会社法第二百四十九条では、新株予約権の発行以降、速やかに原簿を作成することが義務付けられています。
新株予約権原簿を用いるシーン
本章では、新株予約権原簿が具体的にどのような場面で必要になるかを解説します。
新株予約権を新たに発行した際はもちろんですが、新株予約権が譲渡され、名義の書き換えが必要な場合にも、企業は新株予約権原簿の記載内容を変更しなければなりません。
新株予約権原簿の名義書換
新株予約権は、原則としてにその譲渡が自由に認められています。それと同時に、株式会社は誰がどのような内容の新株予約権を有しているかを原簿を用いて管理しなければなりません。
したがって、新株予約権が当初記載された権利者から第三者に譲渡された場合は、原簿の名義書き換えが必要となります。
新株予約権の譲渡
新株予約権を譲渡する場合は、証券の発行がされているかどうかによって新株予約権原簿で対応すべき内容が異なるため、注意しましょう。
(新株予約権証券が発行されている場合)
- 記名式証券の場合は新株予約権原簿の名義書換えを実施 ※譲受人のみで対応可能
- 無記名式証券の場合は新株予約権原簿に関する対応は不要
また、新株予約権証券の第三者への譲渡は、新株予約権証券の交付によって効力が発生する点も意識しておきましょう。
(新株予約権証券が発行されていない場合)
- 新株予約権原簿の名義書換えを実施 ※譲渡人と譲受人共同での対応が必須
つまり、新株予約権証券が発行されている場合は、名義の書き換えを受け取り手のみで完結できますが、そうでない場合は譲渡側も共同で新株予約権原簿の対応をする必要があります。
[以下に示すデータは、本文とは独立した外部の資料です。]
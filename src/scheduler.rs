//! Deferred-call capability for non-blocking operation.
//!
//! In non-blocking mode the engine never waits: after writing the sync break
//! it registers a `(step, delay)` token with an external scheduler and
//! returns. The embedding application is responsible for eventually calling
//! [`LinMaster::step`](crate::master::LinMaster::step) with that token once
//! the delay has elapsed. Calling a step while the machine is not in the
//! matching state is rejected the same way as a misused public entry point.

use core::time::Duration;

/// Which engine step the scheduler should invoke after the delay.
#[derive(Debug, Clone, Copy, PartialEq, Eq)]
pub enum Step {
    /// Frame-body transmission, due once the break has gone out.
    Send,
    /// Echo/response validation, due once the frame body has gone out.
    Receive,
}

/// Scheduler as seen by the engine: "run this step after at least `delay`".
///
/// The engine does not own or implement the scheduler; `&mut T` forwards
/// the trait so a shared scheduler can be borrowed per engine.
pub trait Scheduler {
    fn schedule(&mut self, step: Step, delay: Duration);
}

/// Placeholder scheduler for blocking-only engines.
///
/// Blocking mode drives both steps synchronously and never defers, so the
/// tokens are simply dropped. Do not pair this with non-blocking mode: the
/// transaction would stall in `BreakSent` until stepped by hand.
#[derive(Debug, Default, Clone, Copy)]
pub struct NoopScheduler;

impl Scheduler for NoopScheduler {
    fn schedule(&mut self, _step: Step, _delay: Duration) {}
}

impl<T: Scheduler + ?Sized> Scheduler for &mut T {
    fn schedule(&mut self, step: Step, delay: Duration) {
        (**self).schedule(step, delay)
    }
}
#![deny(missing_docs)]
//! Shared logging utilities for the jobfeed workspace.
//!
//! This crate provides the `client_*` logging macros used across the codebase
//! and a minimal test initializer for the global logger.

/// Logs a trace-level message using the global logging facade.
#[macro_export]
macro_rules! client_trace {
    ($($arg:tt)*) => {{
        log::trace!($($arg)*);
    }};
}

/// Logs an info-level message using the global logging facade.
#[macro_export]
macro_rules! client_info {
    ($($arg:tt)*) => {{
        log::info!($($arg)*);
    }};
}

/// Logs a debug-level message using the global logging facade.
#[macro_export]
macro_rules! client_debug {
    ($($arg:tt)*) => {{
        log::debug!($($arg)*);
    }};
}

/// Logs a warn-level message using the global logging facade.
#[macro_export]
macro_rules! client_warn {
    ($($arg:tt)*) => {{
        log::warn!($($arg)*);
    }};
}

/// Logs an error-level message using the global logging facade.
#[macro_export]
macro_rules! client_error {
    ($($arg:tt)*) => {{
        log::error!($($arg)*);
    }};
}

/// Initializes a simple terminal logger for use in unit tests.
///
/// This safely no-ops if another logger has already been initialized.
pub fn initialize_for_tests() {
    use simplelog::{ColorChoice, CombinedLogger, Config, TermLogger, TerminalMode};

    // Use debug level in debug builds, info in release builds.
    let level = if cfg!(debug_assertions) {
        log::LevelFilter::Debug
    } else {
        log::LevelFilter::Info
    };

    // Ignore the error if a logger was already set by another test.
    let _ = CombinedLogger::init(vec![TermLogger::new(
        level,
        Config::default(),
        TerminalMode::Mixed,
        ColorChoice::Auto,
    )]);
}
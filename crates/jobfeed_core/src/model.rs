use std::fmt;

/// Server-assigned, stable job identifier.
pub type JobId = String;

#[derive(Debug, Clone, Copy, PartialEq, Eq)]
pub enum EmploymentType {
    FullTime,
    Internship,
}

/// Category selector for search. `All` matches every employment type.
#[derive(Debug, Clone, Copy, PartialEq, Eq, Default)]
pub enum Category {
    #[default]
    All,
    FullTime,
    Internship,
}

impl Category {
    pub fn matches(self, employment_type: EmploymentType) -> bool {
        match self {
            Category::All => true,
            Category::FullTime => employment_type == EmploymentType::FullTime,
            Category::Internship => employment_type == EmploymentType::Internship,
        }
    }

    /// Wire form sent as the `category` query parameter.
    pub fn as_param(self) -> &'static str {
        match self {
            Category::All => "all",
            Category::FullTime => "full-time",
            Category::Internship => "internship",
        }
    }
}

impl fmt::Display for Category {
    fn fmt(&self, f: &mut fmt::Formatter<'_>) -> fmt::Result {
        f.write_str(self.as_param())
    }
}

/// A job posting as displayed by the client. Job content is read-only from
/// the client's perspective; only interaction state (saved/applied) changes.
#[derive(Debug, Clone, PartialEq, Eq)]
pub struct Job {
    pub id: JobId,
    pub title: String,
    pub company: String,
    pub location: String,
    pub employment_type: EmploymentType,
    /// External application URL.
    pub apply_url: String,
    /// Markdown summary of the posting.
    pub summary: String,
    pub requirements: Vec<String>,
    pub responsibilities: Vec<String>,
    pub logo_url: Option<String>,
    pub logo_background: Option<String>,
}

/// The last search the user committed: trimmed term plus category.
#[derive(Debug, Clone, PartialEq, Eq)]
pub struct SearchQuery {
    pub term: String,
    pub category: Category,
}
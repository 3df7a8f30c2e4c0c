//! Jobfeed core: pure state and control logic for the client-side
//! job-interaction layer. No IO; the async plumbing lives in
//! `jobfeed_engine`.
mod events;
mod model;
mod resolver;
mod search;
mod view;

pub use events::{
    JobViewClosed, SavedStatusChanged, SessionExpired, Subscription, Topic, ViewBus,
};
pub use model::{Category, EmploymentType, Job, JobId, SearchQuery};
pub use resolver::{resolve, RecommendationFeed, Resolution};
pub use search::{ResponseDisposition, SearchController, SearchEffect, DEBOUNCE_WINDOW};
pub use view::{JobListView, JobRow};
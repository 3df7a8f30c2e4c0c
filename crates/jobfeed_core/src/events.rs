//! Typed in-process pub/sub for cross-view synchronization.
//!
//! Views that have no shared parent state communicate through a `ViewBus`
//! created once at application bootstrap and injected into each view.
//! Delivery is synchronous and at-most-once per publish; there is no replay,
//! so a view that mounts after a publish must rely on its own batch fetch.

use std::sync::{Arc, Mutex, Weak};

use crate::model::JobId;

/// Payload for a successful save-toggle, regardless of originating view.
#[derive(Debug, Clone, PartialEq, Eq)]
pub struct SavedStatusChanged {
    pub job_id: JobId,
    pub saved: bool,
}

/// Published when a job detail view is dismissed, so list views can re-fetch.
#[derive(Debug, Clone, PartialEq, Eq)]
pub struct JobViewClosed {
    pub job_id: JobId,
}

/// Published when any operation observes an expired session (HTTP 401).
/// The login-redirect collaborator subscribes to this once.
#[derive(Debug, Clone, Copy, PartialEq, Eq)]
pub struct SessionExpired;

type Handler<T> = Arc<dyn Fn(&T) + Send + Sync>;

struct Slots<T: 'static> {
    next_id: u64,
    handlers: Vec<(u64, Handler<T>)>,
}

impl<T: 'static> Default for Slots<T> {
    fn default() -> Self {
        Self {
            next_id: 0,
            handlers: Vec::new(),
        }
    }
}

/// A single typed topic. Publisher and subscriber share the payload type,
/// so the two sides cannot silently drift apart.
pub struct Topic<T: 'static> {
    slots: Arc<Mutex<Slots<T>>>,
}

impl<T: 'static> Default for Topic<T> {
    fn default() -> Self {
        Self::new()
    }
}

impl<T: 'static> Clone for Topic<T> {
    fn clone(&self) -> Self {
        Self {
            slots: Arc::clone(&self.slots),
        }
    }
}

impl<T: 'static> Topic<T> {
    pub fn new() -> Self {
        Self {
            slots: Arc::new(Mutex::new(Slots::default())),
        }
    }

    /// Registers a handler. Dropping the returned [`Subscription`] removes it.
    pub fn subscribe(&self, handler: impl Fn(&T) + Send + Sync + 'static) -> Subscription {
        let id = {
            let mut slots = self.slots.lock().unwrap();
            let id = slots.next_id;
            slots.next_id += 1;
            slots.handlers.push((id, Arc::new(handler)));
            id
        };

        let weak: Weak<Mutex<Slots<T>>> = Arc::downgrade(&self.slots);
        Subscription {
            cancel: Some(Box::new(move || {
                if let Some(slots) = weak.upgrade() {
                    slots
                        .lock()
                        .unwrap()
                        .handlers
                        .retain(|(handler_id, _)| *handler_id != id);
                }
            })),
        }
    }

    /// Delivers `payload` to every current subscriber, synchronously.
    ///
    /// Handlers are cloned out of the lock before invocation, so a handler
    /// may subscribe or publish without deadlocking. Subscribers must not
    /// perform long-running work inline.
    pub fn publish(&self, payload: &T) {
        let handlers: Vec<Handler<T>> = self
            .slots
            .lock()
            .unwrap()
            .handlers
            .iter()
            .map(|(_, handler)| Arc::clone(handler))
            .collect();
        for handler in handlers {
            handler(payload);
        }
    }

    pub fn subscriber_count(&self) -> usize {
        self.slots.lock().unwrap().handlers.len()
    }
}

/// RAII handle for a topic subscription; unsubscribes on drop.
pub struct Subscription {
    cancel: Option<Box<dyn FnOnce() + Send>>,
}

impl Subscription {
    /// Explicitly unsubscribes now instead of at drop.
    pub fn unsubscribe(mut self) {
        if let Some(cancel) = self.cancel.take() {
            cancel();
        }
    }
}

impl Drop for Subscription {
    fn drop(&mut self) {
        if let Some(cancel) = self.cancel.take() {
            cancel();
        }
    }
}

/// The cross-view event channel: one instance per application, created at
/// bootstrap and injected into views. No DOM globals, no string topics.
#[derive(Clone, Default)]
pub struct ViewBus {
    pub saved_status_changed: Topic<SavedStatusChanged>,
    pub job_view_closed: Topic<JobViewClosed>,
    pub session_expired: Topic<SessionExpired>,
}

impl ViewBus {
    pub fn new() -> Self {
        Self::default()
    }
}
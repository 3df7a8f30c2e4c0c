//! Jobfeed engine: async IO layer for the client-side job-interaction
//! cache. Holds the REST gateway, the saved-status cache, and the debounced
//! search pipeline.
mod cache;
mod context;
mod debounce;
mod error;
mod gateway;
mod search;

pub use cache::SavedStatusCache;
pub use context::ClientContext;
pub use debounce::{DebounceTicket, Debouncer};
pub use error::{ApiError, ErrorKind};
pub use gateway::{ApplyOutcome, GatewaySettings, HttpGateway, JobGateway};
pub use search::SearchRunner;
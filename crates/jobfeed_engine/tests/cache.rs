mod support;

use std::collections::HashMap;
use std::sync::atomic::Ordering;
use std::sync::{Arc, Mutex};
use std::time::Duration;

use pretty_assertions::assert_eq;

use jobfeed_core::{EmploymentType, JobListView, ViewBus};
use jobfeed_engine::{ErrorKind, SavedStatusCache};

use support::{job, MockGateway};

fn cache_with(gateway: Arc<MockGateway>) -> (SavedStatusCache, ViewBus) {
    let bus = ViewBus::new();
    let cache = SavedStatusCache::new(gateway, bus.clone());
    (cache, bus)
}

#[tokio::test]
async fn batch_fetch_returns_one_entry_per_requested_id() {
    let gateway = Arc::new(MockGateway::new());
    gateway.set_saved("a", true);
    let (cache, _bus) = cache_with(Arc::clone(&gateway));

    // Duplicates collapse; ids the server never saw default to false.
    let ids = vec!["a".to_string(), "b".to_string(), "a".to_string()];
    let statuses = cache.fetch_batch(&ids).await.unwrap();

    assert_eq!(
        statuses,
        HashMap::from([("a".to_string(), true), ("b".to_string(), false)])
    );
    assert_eq!(gateway.batch_calls.load(Ordering::SeqCst), 1);
    assert_eq!(cache.get(&"b".to_string()), Some(false));
}

#[tokio::test]
async fn empty_batch_fetch_issues_no_request() {
    let gateway = Arc::new(MockGateway::new());
    let (cache, _bus) = cache_with(Arc::clone(&gateway));

    let statuses = cache.fetch_batch(&[]).await.unwrap();
    assert!(statuses.is_empty());
    assert_eq!(gateway.batch_calls.load(Ordering::SeqCst), 0);
}

#[tokio::test]
async fn toggle_twice_round_trips() {
    let gateway = Arc::new(MockGateway::new());
    let (cache, bus) = cache_with(Arc::clone(&gateway));
    let id = "a".to_string();

    let events = Arc::new(Mutex::new(Vec::new()));
    let sink = Arc::clone(&events);
    let _sub = bus.saved_status_changed.subscribe(move |event| {
        sink.lock().unwrap().push((event.job_id.clone(), event.saved));
    });

    assert_eq!(cache.toggle(&id).await.unwrap(), true);
    assert_eq!(cache.toggle(&id).await.unwrap(), false);

    assert_eq!(cache.get(&id), Some(false));
    assert_eq!(*gateway.server_saved.lock().unwrap().get(&id).unwrap(), false);
    assert_eq!(
        *events.lock().unwrap(),
        vec![(id.clone(), true), (id, false)]
    );
}

#[tokio::test]
async fn failed_toggle_rolls_back_and_publishes_nothing() {
    let gateway = Arc::new(MockGateway::new());
    gateway.set_saved("a", true);
    let (cache, bus) = cache_with(Arc::clone(&gateway));
    let id = "a".to_string();

    // Seed the mirror, then make the gateway fail.
    cache.fetch_batch(&[id.clone()]).await.unwrap();
    *gateway.toggle_failure.lock().unwrap() = Some(ErrorKind::Network);

    let events = Arc::new(Mutex::new(Vec::new()));
    let sink = Arc::clone(&events);
    let _sub = bus.saved_status_changed.subscribe(move |event| {
        sink.lock().unwrap().push(event.clone());
    });

    let err = cache.toggle(&id).await.unwrap_err();
    assert_eq!(err.kind, ErrorKind::Network);
    assert_eq!(cache.get(&id), Some(true));
    assert!(events.lock().unwrap().is_empty());
}

#[tokio::test]
async fn failed_toggle_on_unknown_id_rolls_back_to_absent() {
    let gateway = Arc::new(MockGateway::new());
    *gateway.toggle_failure.lock().unwrap() = Some(ErrorKind::Network);
    let (cache, _bus) = cache_with(Arc::clone(&gateway));

    let id = "never-seen".to_string();
    cache.toggle(&id).await.unwrap_err();
    assert_eq!(cache.get(&id), None);
}

#[tokio::test(start_paused = true)]
async fn concurrent_toggles_on_one_id_serialize_fifo() {
    let gateway = Arc::new(MockGateway::new());
    *gateway.toggle_delay.lock().unwrap() = Some(Duration::from_millis(100));
    let (cache, bus) = cache_with(Arc::clone(&gateway));
    let id = "a".to_string();

    let events = Arc::new(Mutex::new(Vec::new()));
    let sink = Arc::clone(&events);
    let _sub = bus.saved_status_changed.subscribe(move |event| {
        sink.lock().unwrap().push(event.saved);
    });

    // The second toggle queues behind the first's resolution instead of
    // firing concurrently, so the pair round-trips.
    let (first, second) = tokio::join!(cache.toggle(&id), cache.toggle(&id));
    assert_eq!(first.unwrap(), true);
    assert_eq!(second.unwrap(), false);

    assert_eq!(gateway.toggle_calls.load(Ordering::SeqCst), 2);
    assert_eq!(cache.get(&id), Some(false));
    assert_eq!(*events.lock().unwrap(), vec![true, false]);
}

#[tokio::test]
async fn toggle_propagates_across_mounted_views_without_refetch() {
    let gateway = Arc::new(MockGateway::new());
    let (cache, bus) = cache_with(Arc::clone(&gateway));

    // Two independently mounted views, each with its own batch fetch.
    let home = Arc::new(Mutex::new(JobListView::with_jobs(vec![
        job("a", EmploymentType::FullTime),
        job("b", EmploymentType::FullTime),
    ])));
    let detail = Arc::new(Mutex::new(JobListView::with_jobs(vec![job(
        "a",
        EmploymentType::FullTime,
    )])));

    let home_ids = home.lock().unwrap().job_ids();
    let statuses = cache.fetch_batch(&home_ids).await.unwrap();
    home.lock().unwrap().apply_saved_statuses(statuses);
    let detail_ids = detail.lock().unwrap().job_ids();
    let statuses = cache.fetch_batch(&detail_ids).await.unwrap();
    detail.lock().unwrap().apply_saved_statuses(statuses);
    let batches_before = gateway.batch_calls.load(Ordering::SeqCst);

    let home_sink = Arc::clone(&home);
    let _home_sub = bus.saved_status_changed.subscribe(move |event| {
        home_sink.lock().unwrap().apply_saved_change(event);
    });
    let detail_sink = Arc::clone(&detail);
    let _detail_sub = bus.saved_status_changed.subscribe(move |event| {
        detail_sink.lock().unwrap().apply_saved_change(event);
    });

    // Toggle from the detail view; the home view converges with no
    // additional network traffic.
    cache.toggle(&"a".to_string()).await.unwrap();

    assert!(home.lock().unwrap().is_saved(&"a".to_string()));
    assert!(detail.lock().unwrap().is_saved(&"a".to_string()));
    assert_eq!(gateway.batch_calls.load(Ordering::SeqCst), batches_before);
}

#[tokio::test]
async fn auth_failures_announce_session_expiry() {
    let gateway = Arc::new(MockGateway::new());
    *gateway.batch_failure.lock().unwrap() = Some(ErrorKind::Auth);
    let (cache, bus) = cache_with(Arc::clone(&gateway));

    let expired = Arc::new(Mutex::new(0usize));
    let sink = Arc::clone(&expired);
    let _sub = bus.session_expired.subscribe(move |_| {
        *sink.lock().unwrap() += 1;
    });

    let err = cache.fetch_batch(&["a".to_string()]).await.unwrap_err();
    assert!(err.is_auth());
    assert_eq!(*expired.lock().unwrap(), 1);
}
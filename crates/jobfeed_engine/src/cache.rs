//! In-memory saved-status mirror with optimistic toggles.
//!
//! The cache is constructed once at bootstrap and injected into views; it is
//! confined to a single process and re-fetching ground truth on reload is
//! the recovery story. The server stays the source of truth: the mirror may
//! be transiently stale but converges on the next batch fetch.

use std::collections::{HashMap, HashSet};
use std::sync::{Arc, Mutex};

use client_logging::{client_debug, client_warn};
use jobfeed_core::{JobId, SavedStatusChanged, SessionExpired, ViewBus};

use crate::error::ApiError;
use crate::gateway::JobGateway;

/// One optimistic toggle: the flip to apply plus the compensating action
/// that restores the exact pre-toggle mirror state on failure.
#[derive(Debug, Clone, PartialEq, Eq)]
struct ToggleCommand {
    job_id: JobId,
    previous: Option<bool>,
    desired: bool,
}

impl ToggleCommand {
    fn apply(&self, values: &mut HashMap<JobId, bool>) {
        values.insert(self.job_id.clone(), self.desired);
    }

    fn rollback(&self, values: &mut HashMap<JobId, bool>) {
        match self.previous {
            Some(value) => {
                values.insert(self.job_id.clone(), value);
            }
            None => {
                values.remove(&self.job_id);
            }
        }
    }
}

pub struct SavedStatusCache {
    gateway: Arc<dyn JobGateway>,
    bus: ViewBus,
    values: Mutex<HashMap<JobId, bool>>,
    /// Per-id fair mutexes serializing concurrent toggles on the same job.
    toggle_gates: Mutex<HashMap<JobId, Arc<tokio::sync::Mutex<()>>>>,
}

impl SavedStatusCache {
    pub fn new(gateway: Arc<dyn JobGateway>, bus: ViewBus) -> Self {
        Self {
            gateway,
            bus,
            values: Mutex::new(HashMap::new()),
            toggle_gates: Mutex::new(HashMap::new()),
        }
    }

    /// Synchronous read of the mirror.
    pub fn get(&self, id: &JobId) -> Option<bool> {
        self.values.lock().unwrap().get(id).copied()
    }

    /// One batched request covering `ids` (deduplicated, display order).
    /// Every requested id is present in the returned map; ids the server
    /// knows nothing about default to `false`. Empty input returns an empty
    /// map without IO.
    pub async fn fetch_batch(&self, ids: &[JobId]) -> Result<HashMap<JobId, bool>, ApiError> {
        let mut seen = HashSet::new();
        let unique: Vec<JobId> = ids
            .iter()
            .filter(|id| seen.insert((*id).clone()))
            .cloned()
            .collect();
        if unique.is_empty() {
            return Ok(HashMap::new());
        }

        let fetched = match self.gateway.saved_status_batch(&unique).await {
            Ok(fetched) => fetched,
            Err(err) => {
                if err.is_auth() {
                    self.bus.session_expired.publish(&SessionExpired);
                }
                return Err(err);
            }
        };

        let mut complete = HashMap::with_capacity(unique.len());
        for id in unique {
            let saved = fetched.get(&id).copied().unwrap_or(false);
            complete.insert(id, saved);
        }

        self.values
            .lock()
            .unwrap()
            .extend(complete.iter().map(|(id, saved)| (id.clone(), *saved)));
        Ok(complete)
    }

    /// Flips the mirror immediately, then confirms against the server.
    ///
    /// Toggles for the same id are serialized FIFO: a second toggle queues
    /// behind the first's resolution, so the final mirror value always
    /// corresponds to the most recent user intention and a late response
    /// cannot clobber a newer optimistic state. On success the server value
    /// is stored and a [`SavedStatusChanged`] event is published; on failure
    /// the mirror rolls back to its exact pre-toggle state and no event is
    /// published; the error propagates for the caller to surface.
    pub async fn toggle(&self, id: &JobId) -> Result<bool, ApiError> {
        let gate = {
            let mut gates = self.toggle_gates.lock().unwrap();
            Arc::clone(
                gates
                    .entry(id.clone())
                    .or_insert_with(|| Arc::new(tokio::sync::Mutex::new(()))),
            )
        };
        let _serialized = gate.lock().await;

        let command = {
            let mut values = self.values.lock().unwrap();
            let previous = values.get(id).copied();
            let command = ToggleCommand {
                job_id: id.clone(),
                previous,
                desired: !previous.unwrap_or(false),
            };
            command.apply(&mut values);
            command
        };

        match self.gateway.toggle_saved(id).await {
            Ok(saved) => {
                self.values.lock().unwrap().insert(id.clone(), saved);
                client_debug!("toggle confirmed job_id={} saved={}", id, saved);
                self.bus.saved_status_changed.publish(&SavedStatusChanged {
                    job_id: id.clone(),
                    saved,
                });
                Ok(saved)
            }
            Err(err) => {
                command.rollback(&mut self.values.lock().unwrap());
                client_warn!("toggle rolled back job_id={}: {}", id, err);
                if err.is_auth() {
                    self.bus.session_expired.publish(&SessionExpired);
                }
                Err(err)
            }
        }
    }
}
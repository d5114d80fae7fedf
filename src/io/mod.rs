//! Recording input and report output boundaries.
//!
//! The `loader` submodule turns a CSV file into a [`loader::Recording`];
//! the `report` submodule writes computed metrics back to disk as JSON.
pub mod loader;
pub mod report;
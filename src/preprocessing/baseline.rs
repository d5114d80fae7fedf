//! DC offset removal.
//!
//! Subtracting the mean keeps the autocorrelation at lag 0 dominated by
//! signal power rather than the squared offset.

use nalgebra::DVectorView;

/// Returns `voltages` with its mean subtracted from every sample.
///
/// An empty input maps to an empty output; the downstream analysis
/// rejects it there.
pub fn remove_mean(voltages: &[f64]) -> Vec<f64> {
    if voltages.is_empty() {
        return Vec::new();
    }
    let mean = DVectorView::from(voltages).mean();
    voltages.iter().map(|v| v - mean).collect()
}

/// Mean of the voltage sequence, for diagnostics.
pub fn mean_voltage(voltages: &[f64]) -> f64 {
    if voltages.is_empty() {
        return 0.0;
    }
    DVectorView::from(voltages).mean()
}
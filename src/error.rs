//! Error taxonomy for the analysis pipeline.
//!
//! Parameter validation distinguishes between values that are not usable
//! numbers (`InvalidArgument`) and numbers outside their domain
//! (`OutOfRange`). Everything that makes a metric mathematically
//! undefined (too few beats, zero-variance voltage) is reported as
//! `UndefinedMetric` instead of letting NaN propagate.

use std::path::PathBuf;
use thiserror::Error;

#[derive(Error, Debug)]
pub enum HrmError {
    /// A parameter was not a usable number (NaN).
    #[error("invalid argument `{name}`: expected a numeric value")]
    InvalidArgument { name: &'static str },

    /// A numeric parameter violated its domain constraint.
    #[error("argument `{name}` out of range: {value}")]
    OutOfRange { name: &'static str, value: f64 },

    /// The referenced recording does not exist.
    #[error("recording source not found: {0}")]
    SourceNotFound(PathBuf),

    /// The requested metric is undefined for this input.
    #[error("undefined metric: {0}")]
    UndefinedMetric(String),

    #[error("i/o error: {0}")]
    Io(#[from] std::io::Error),

    #[error("failed to serialize report: {0}")]
    Report(#[from] serde_json::Error),
}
新株予約権の譲渡についても、会社法第二百五十四条から第二百六十六条にて詳しく規定されているため、詳細はこちらをチェックするようにしましょう。
新株予約権原簿の記載事項
最後に、新株予約権原簿に記載すべき項目を紹介します。新株予約権原簿は次の3つのパターンに分類され、それぞれ記載内容が異なります。
- 無記名式の新株予約権証券を発行
- 無記名式の新株予約権付社債に付与された新株予約権を発行
- 上記以外の新株予約権を発行(記名式の新株予約権証券など)
無記名式の新株予約権証券を発行した場合
- 新株予約権証券の番号
- 無記名新株予約権の内容と数
無記名式の新株予約権付社債に付与された新株予約権を発行した場合
- 新株予約権付社債券の番号
- 無記名新株予約権の内容と数
上記以外の新株予約権を発行した場合
- 新株予約権者の氏名および住所
- 新株予約権の取得日
- 新株予約権証券または新株予約権付社債券の番号
- 新株予約権の内容と数
いずれのパターンにおいても、新株予約権の番号や内容および発行株式数は記載しなければなりません。また、無記名式ではない場合には権利者の氏名や住所、取得日についても記載が必要となります。
こちらの詳細は、会社法第二百四十九条に詳細が規定されています。
まとめ
本記事では、新株予約権原簿の役割や記載すべき内容について、新株予約権の役割と合わせて紹介しました。
新株予約権は資金調達時やストックオプションの発行、敵対的買収からの防衛など、さまざまな場面で発行されます。新株予約権を発行した際には、その記録を残すために新株予約権原簿に詳細を記帳することが、会社法にて定められています。
また、新規発行時だけでなく、新株予約権が第三者に譲渡された場合にも新株予約権原簿の記載を変更する必要があるため、注意が必要です。新株予約権原簿は、漏れなく適切な管理を行うよう心掛けましょう。
※ 掲載している情報は記事更新時点のものです。